After nearly five years of litigation, the long-running legal battle between the U.S. Securities and Exchange Commission (SEC) and Ripple Labs has officially concluded.
The dispute began in December 2020, when the SEC sued Ripple and executives Brad Garlinghouse and Christian Larsen, alleging over $1.3 billion in unregistered XRP sales—claiming XRP was a security under the Securities Act of 1933.
In July 2023, Judge Analisa Torres delivered a key ruling: XRP sales on public exchanges did not constitute securities, although institutional sales did, resulting in a $125 million civil penalty. Ripple appealed, and the SEC joined the appeal process, prolonging the litigation.
On August 7, 2025, both parties filed a joint stipulation to dismiss all appeals with the Second Circuit, effectively ending the case.
Ripple’s partial legal success may establish precedent, influencing how other tokens are categorized—especially those sold on exchanges—under the Howey test and related frameworks.
Companies that paused partnerships amid regulatory uncertainty may now re-engage with Ripple and XRP. Legal clarity tends to unlock new institutional relationships.
Although celebrated by many in crypto, this settlement isn’t universally praised. SEC Commissioner Caroline Crenshaw has criticized the agency’s “regulatory Jenga”—warning that dismantling enforcement actions undermines investor protection and long-term market trust..
The conclusion of the SEC–Ripple case represents more than a legal endpoint—it may mark a regulatory inflection point. With clearer definitions, reduced uncertainty, and renewed institutional pathways, the path ahead for XRP and similarly structured tokens looks brighter.

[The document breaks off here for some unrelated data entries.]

pub mod error;
pub mod history;
pub mod log;
pub mod message;
pub mod paths;
pub mod roster;

pub use error::{Result, StoreError, StoreErrorKind};
pub use history::ExternalHistory;
pub use log::DispatchLog;
pub use message::load_message;
pub use roster::load_roster;
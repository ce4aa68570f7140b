use thiserror::Error;
use zapper_store::StoreError;

#[derive(Debug, Error)]
pub enum SendError {
    #[error("io error: {0}")]
    Io(#[from] std::io::Error),
    #[error("store error: {0}")]
    Store(#[from] StoreError),
    #[error("delivery command {program} failed ({status}): {stderr}")]
    Command {
        program: String,
        status: String,
        stderr: String,
    },
    #[error("delivery unavailable: {0}")]
    Unavailable(String),
}

pub type Result<T> = std::result::Result<T, SendError>;
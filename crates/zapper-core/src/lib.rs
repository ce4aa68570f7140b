pub mod domain;
pub mod error;

pub use domain::*;
pub use error::CoreError;
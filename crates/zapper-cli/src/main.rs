mod commands;
mod error;

use anyhow::{Context as _, Result};
use clap::{Parser, Subcommand};
use std::path::PathBuf;
use std::process::ExitCode;
use tracing::debug;

use crate::commands::{completions, defaults, log, normalize, send, Context};
use crate::error::{exit_code_for, report_error};
use zapper_config as config;
use zapper_store::paths;

#[derive(Debug, Parser)]
#[command(name = "zapper", version, about = "Send paced WhatsApp messages without repeating recipients")]
struct Cli {
    /// Config file; defaults to $XDG_CONFIG_HOME/zapper/config.toml
    #[arg(long, global = true)]
    config: Option<PathBuf>,
    /// Dispatch log file (JSON Lines)
    #[arg(long, global = true)]
    log_path: Option<PathBuf>,
    /// Delivery helper history file
    #[arg(long, global = true)]
    history_path: Option<PathBuf>,
    #[arg(long, global = true)]
    json: bool,
    #[arg(long, short, global = true)]
    verbose: bool,
    #[command(subcommand)]
    command: Command,
}

#[derive(Debug, Subcommand)]
enum Command {
    /// Send one message to every number of a roster
    Send(send::SendArgs),
    /// Send one message to a single number, ignoring the log
    #[command(name = "send-one")]
    SendOne(send::SendOneArgs),
    /// Print the canonical form of phone numbers
    Normalize(normalize::NormalizeArgs),
    #[command(subcommand)]
    Log(log::LogCommand),
    /// Show effective timing and the default message
    Defaults,
    /// Generate shell completions
    Completions(completions::CompletionsArgs),
}

fn main() -> ExitCode {
    let cli = Cli::parse();
    let verbose = cli.verbose;
    init_logging(verbose);
    match run(cli) {
        Ok(()) => ExitCode::SUCCESS,
        Err(err) => {
            report_error(&err, verbose);
            exit_code_for(&err)
        }
    }
}

fn run(cli: Cli) -> Result<()> {
    let Cli {
        config: config_path,
        log_path,
        history_path,
        json,
        verbose: _,
        command,
    } = cli;
    let overrides = PathOverrides {
        config: config_path,
        log: log_path,
        history: history_path,
    };

    match command {
        Command::Completions(args) => completions::emit(args),
        Command::Normalize(args) => normalize::normalize(json, args),
        Command::Send(args) => with_context(json, overrides, |ctx| send::send_batch(ctx, args)),
        Command::SendOne(args) => with_context(json, overrides, |ctx| send::send_one(ctx, args)),
        Command::Log(log::LogCommand::List(args)) => {
            with_context(json, overrides, |ctx| log::list_records(ctx, args))
        }
        Command::Log(log::LogCommand::Check(args)) => {
            with_context(json, overrides, |ctx| log::check_number(ctx, args))
        }
        Command::Defaults => with_context(json, overrides, defaults::show_defaults),
    }
}

struct PathOverrides {
    config: Option<PathBuf>,
    log: Option<PathBuf>,
    history: Option<PathBuf>,
}

/// Loads the config file and resolves file locations, then hands the
/// result to a command. Flags win over the config file.
fn with_context<F>(json: bool, overrides: PathOverrides, command: F) -> Result<()>
where
    F: FnOnce(&Context<'_>) -> Result<()>,
{
    let app_config = config::load(overrides.config.clone()).with_context(|| "load config")?;
    if let Ok(path) = config::resolve_config_path(overrides.config) {
        debug!(path = %path.display(), found = path.exists(), "config");
    }

    let log_path = paths::resolve_log_path(overrides.log.or_else(|| app_config.paths.log.clone()))
        .with_context(|| "resolve dispatch log path")?;
    let history_path = overrides
        .history
        .unwrap_or_else(|| app_config.paths.history.clone());
    debug!(
        log = %log_path.display(),
        history = %history_path.display(),
        "paths resolved"
    );

    command(&Context {
        json,
        config: &app_config,
        log_path,
        history_path,
    })
}

fn init_logging(verbose: bool) {
    use tracing_subscriber::{fmt, EnvFilter};
    let default_level = if verbose { "debug" } else { "warn" };
    let filter =
        EnvFilter::try_from_default_env().unwrap_or_else(|_| EnvFilter::new(default_level));
    let _ = fmt()
        .with_env_filter(filter)
        .with_target(false)
        .without_time()
        .with_writer(std::io::stderr)
        .try_init();
}
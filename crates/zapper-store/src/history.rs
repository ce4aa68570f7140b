use crate::error::Result;
use std::collections::HashSet;
use std::fs;
use std::io::ErrorKind;
use std::path::Path;

const PHONE_PREFIX: &str = "Phone Number:";

/// Numbers found in the delivery helper's own history file.
#[derive(Debug, Clone, Default, PartialEq, Eq)]
pub struct ExternalHistory {
    numbers: HashSet<String>,
}

impl ExternalHistory {
    /// Reads the history file. A missing file is an empty history and
    /// undecodable bytes are replaced rather than rejected.
    pub fn load(path: &Path) -> Result<Self> {
        let bytes = match fs::read(path) {
            Ok(bytes) => bytes,
            Err(err) if err.kind() == ErrorKind::NotFound => return Ok(Self::default()),
            Err(err) => return Err(err.into()),
        };
        Ok(Self::parse(&String::from_utf8_lossy(&bytes)))
    }

    pub fn parse(contents: &str) -> Self {
        let numbers = contents
            .lines()
            .filter_map(|line| line.strip_prefix(PHONE_PREFIX))
            .map(str::trim)
            .filter(|number| !number.is_empty())
            .map(str::to_string)
            .collect();
        Self { numbers }
    }

    pub fn contains(&self, number: &str) -> bool {
        self.numbers.contains(number)
    }

    pub fn len(&self) -> usize {
        self.numbers.len()
    }

    pub fn is_empty(&self) -> bool {
        self.numbers.is_empty()
    }
}
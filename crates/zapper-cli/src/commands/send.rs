use crate::commands::{print_json, Context};
use crate::error::invalid_input;
use anyhow::{anyhow, Context as _, Result};
use clap::Args;
use serde::Serialize;
use std::path::PathBuf;
use tracing::debug;
use zapper_core::{
    partition_numbers, CanonicalNumber, DispatchOutcome, Message, RejectedNumber, Roster, Timing,
};
use zapper_send::{
    BatchOptions, BatchReport, BatchRequest, CommandDelivery, Delivery, Dispatcher,
    DryRunDelivery, NoPause, Pacer, ThreadPacer,
};
use zapper_store::{load_message, load_roster, DispatchLog};

#[derive(Debug, Args)]
pub struct MessageArgs {
    /// Message text; overrides --message-file
    #[arg(long, conflicts_with = "message_file")]
    pub message: Option<String>,
    /// Text file holding the message
    #[arg(long)]
    pub message_file: Option<PathBuf>,
}

#[derive(Debug, Args)]
pub struct TimingArgs {
    /// Seconds the helper waits for the chat to open
    #[arg(long)]
    pub wait: Option<u64>,
    /// Seconds to pause between two deliveries
    #[arg(long)]
    pub interval: Option<u64>,
}

#[derive(Debug, Args)]
pub struct SendArgs {
    /// CSV roster with a `numero` column
    #[arg(long, conflicts_with = "numbers")]
    pub file: Option<PathBuf>,
    /// Send to this number instead of a roster (repeatable)
    #[arg(long = "number", value_name = "NUMBER")]
    pub numbers: Vec<String>,
    #[command(flatten)]
    pub message: MessageArgs,
    #[command(flatten)]
    pub timing: TimingArgs,
    /// Ignore the dispatch log and the helper history
    #[arg(long)]
    pub force_resend: bool,
    /// Ignore only the helper history
    #[arg(long)]
    pub ignore_history: bool,
    /// Do not append to the dispatch log
    #[arg(long)]
    pub no_record: bool,
    /// Go through the batch without contacting anyone or writing the log
    #[arg(long)]
    pub dry_run: bool,
}

#[derive(Debug, Args)]
pub struct SendOneArgs {
    pub number: String,
    #[command(flatten)]
    pub message: MessageArgs,
    #[command(flatten)]
    pub timing: TimingArgs,
    #[arg(long)]
    pub no_record: bool,
    #[arg(long)]
    pub dry_run: bool,
}

#[derive(Debug, Serialize)]
struct SendReport {
    #[serde(flatten)]
    batch: BatchReport,
    rejected: Vec<RejectedNumber>,
    dry_run: bool,
}

#[derive(Debug, Serialize)]
struct SendOneReport<'a> {
    number: &'a CanonicalNumber,
    outcome: &'a DispatchOutcome,
    timing: Timing,
    dry_run: bool,
}

type CliDispatcher = Dispatcher<Box<dyn Delivery>, Box<dyn Pacer>>;

pub fn send_batch(ctx: &Context<'_>, args: SendArgs) -> Result<()> {
    let roster = load_numbers(ctx, &args)?;
    let message = resolve_message(ctx, &args.message)?;
    let timing = resolve_timing(ctx, &args.timing);
    let dispatcher = build_dispatcher(ctx, args.dry_run)?;

    if !ctx.json {
        for rejected in &roster.rejected {
            println!("Ignoring invalid number '{}': {}", rejected.raw, rejected.reason);
        }
    }

    let options = BatchOptions {
        ignore_local_log: args.force_resend,
        ignore_external_history: args.force_resend || args.ignore_history,
        record: !args.no_record && !args.dry_run,
    };
    debug!(?options, ?timing, numbers = roster.accepted.len(), "starting batch");

    let request = BatchRequest {
        numbers: &roster.accepted,
        message: &message,
        timing,
        options,
    };
    let json = ctx.json;
    let batch = dispatcher
        .run_batch(&request, |number, outcome| {
            if !json {
                println!("{number}: {outcome}");
            }
        })
        .with_context(|| "run batch")?;

    if ctx.json {
        return print_json(&SendReport {
            batch,
            rejected: roster.rejected,
            dry_run: args.dry_run,
        });
    }

    println!(
        "Sent {}, skipped {}, failed {}",
        batch.sent.len(),
        batch.skipped.len(),
        batch.failed.len()
    );
    Ok(())
}

pub fn send_one(ctx: &Context<'_>, args: SendOneArgs) -> Result<()> {
    let number = CanonicalNumber::parse(&args.number)?;
    let message = resolve_message(ctx, &args.message)?;
    let timing = resolve_timing(ctx, &args.timing);
    let dispatcher = build_dispatcher(ctx, args.dry_run)?;

    let record = !args.no_record && !args.dry_run;
    let outcome = dispatcher.send_one(&number, &message, &timing, record);

    if ctx.json {
        print_json(&SendOneReport {
            number: &number,
            outcome: &outcome,
            timing,
            dry_run: args.dry_run,
        })?;
    } else {
        println!("{number}: {outcome}");
    }

    match outcome {
        DispatchOutcome::Failed(error) => Err(anyhow!("delivery to {number} failed: {error}")),
        _ => Ok(()),
    }
}

fn load_numbers(ctx: &Context<'_>, args: &SendArgs) -> Result<Roster> {
    if !args.numbers.is_empty() {
        let roster = partition_numbers(&args.numbers);
        if roster.is_empty() {
            return Err(invalid_input(
                "no valid number given; use the +5511999999999 format",
            ));
        }
        return Ok(roster);
    }

    let path = args
        .file
        .clone()
        .unwrap_or_else(|| ctx.config.paths.roster.clone());
    load_roster(&path).with_context(|| format!("load roster {}", path.display()))
}

fn resolve_message(ctx: &Context<'_>, args: &MessageArgs) -> Result<Message> {
    if let Some(text) = args.message.as_deref() {
        return Ok(Message::new(text)?);
    }
    let path = args
        .message_file
        .clone()
        .unwrap_or_else(|| ctx.config.paths.message.clone());
    load_message(&path).with_context(|| format!("load message {}", path.display()))
}

fn resolve_timing(ctx: &Context<'_>, args: &TimingArgs) -> Timing {
    let mut timing = ctx.config.timing;
    if let Some(wait) = args.wait {
        timing = timing.with_wait(wait);
    }
    if let Some(interval) = args.interval {
        timing = timing.with_interval(interval);
    }
    timing
}

fn build_dispatcher(ctx: &Context<'_>, dry_run: bool) -> Result<CliDispatcher> {
    let (delivery, pacer): (Box<dyn Delivery>, Box<dyn Pacer>) = if dry_run {
        (Box::new(DryRunDelivery::new()), Box::new(NoPause))
    } else {
        let program = ctx.config.delivery.program.clone().ok_or_else(|| {
            invalid_input(
                "no delivery program configured; set [delivery] program in the config file or pass --dry-run",
            )
        })?;
        let args = ctx.config.delivery.args.clone();
        (
            Box::new(CommandDelivery::new(program, args)),
            Box::new(ThreadPacer),
        )
    };

    Ok(Dispatcher::new(
        delivery,
        pacer,
        DispatchLog::open(&ctx.log_path),
        &ctx.history_path,
    ))
}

That said, continued vigilance is essential. Regulatory clarity does not equate to regulatory simplicity. As the lines between enforcement and guidance blur, firms must still navigate policies with both ambition and compliance in hand.
Would you like this format repurposed into a newsletter or executive summary? I can also incorporate how platforms like Deal Box can support legal certainty in tokenized fundraising.
After nearly five years of litigation, the long-running legal battle between the U.S. Securities and Exchange Commission (SEC) and Ripple Labs has officially concluded.
The dispute began in December 2020, when the SEC sued Ripple and executives Brad Garlinghouse and Christian Larsen, alleging over $1.3 billion in unregistered XRP sales—claiming XRP was a security under the Securities Act of 1933.
In July 2023, Judge Analisa Torres delivered a key ruling: XRP sales on public exchanges did not constitute securities, although institutional sales did, resulting in a $125 million civil penalty. Ripple appealed, and the SEC joined the appeal process, prolonging the litigation.
On August 7, 2025, both parties filed a joint stipulation to dismiss all appeals with the Second Circuit, effectively ending the case.
Ripple’s partial legal success may establish precedent, influencing how other tokens are categorized—especially those sold on exchanges—under the Howey test and related frameworks.
Companies that paused partnerships amid regulatory uncertainty may now re-engage with Ripple and XRP. Legal clarity tends to unlock new institutional relationships.
Although celebrated by many in crypto, this settlement isn’t universally praised. SEC Commissioner Caroline Crenshaw has criticized the agency’s “regulatory Jenga”—warning that dismantling enforcement actions undermines investor protection and long-term market trust..
The conclusion of the SEC–Ripple case represents more than a legal endpoint—it may mark a regulatory inflection point. With clearer definitions, reduced uncertainty, and renewed institutional pathways, the path ahead for XRP and similarly structured tokens looks brighter.
That said, continued vigilance is essential. Regulatory clarity does not equate to regulatory simplicity. As the lines between enforcement and guidance blur, firms must still navigate policies with both ambition and compliance in hand.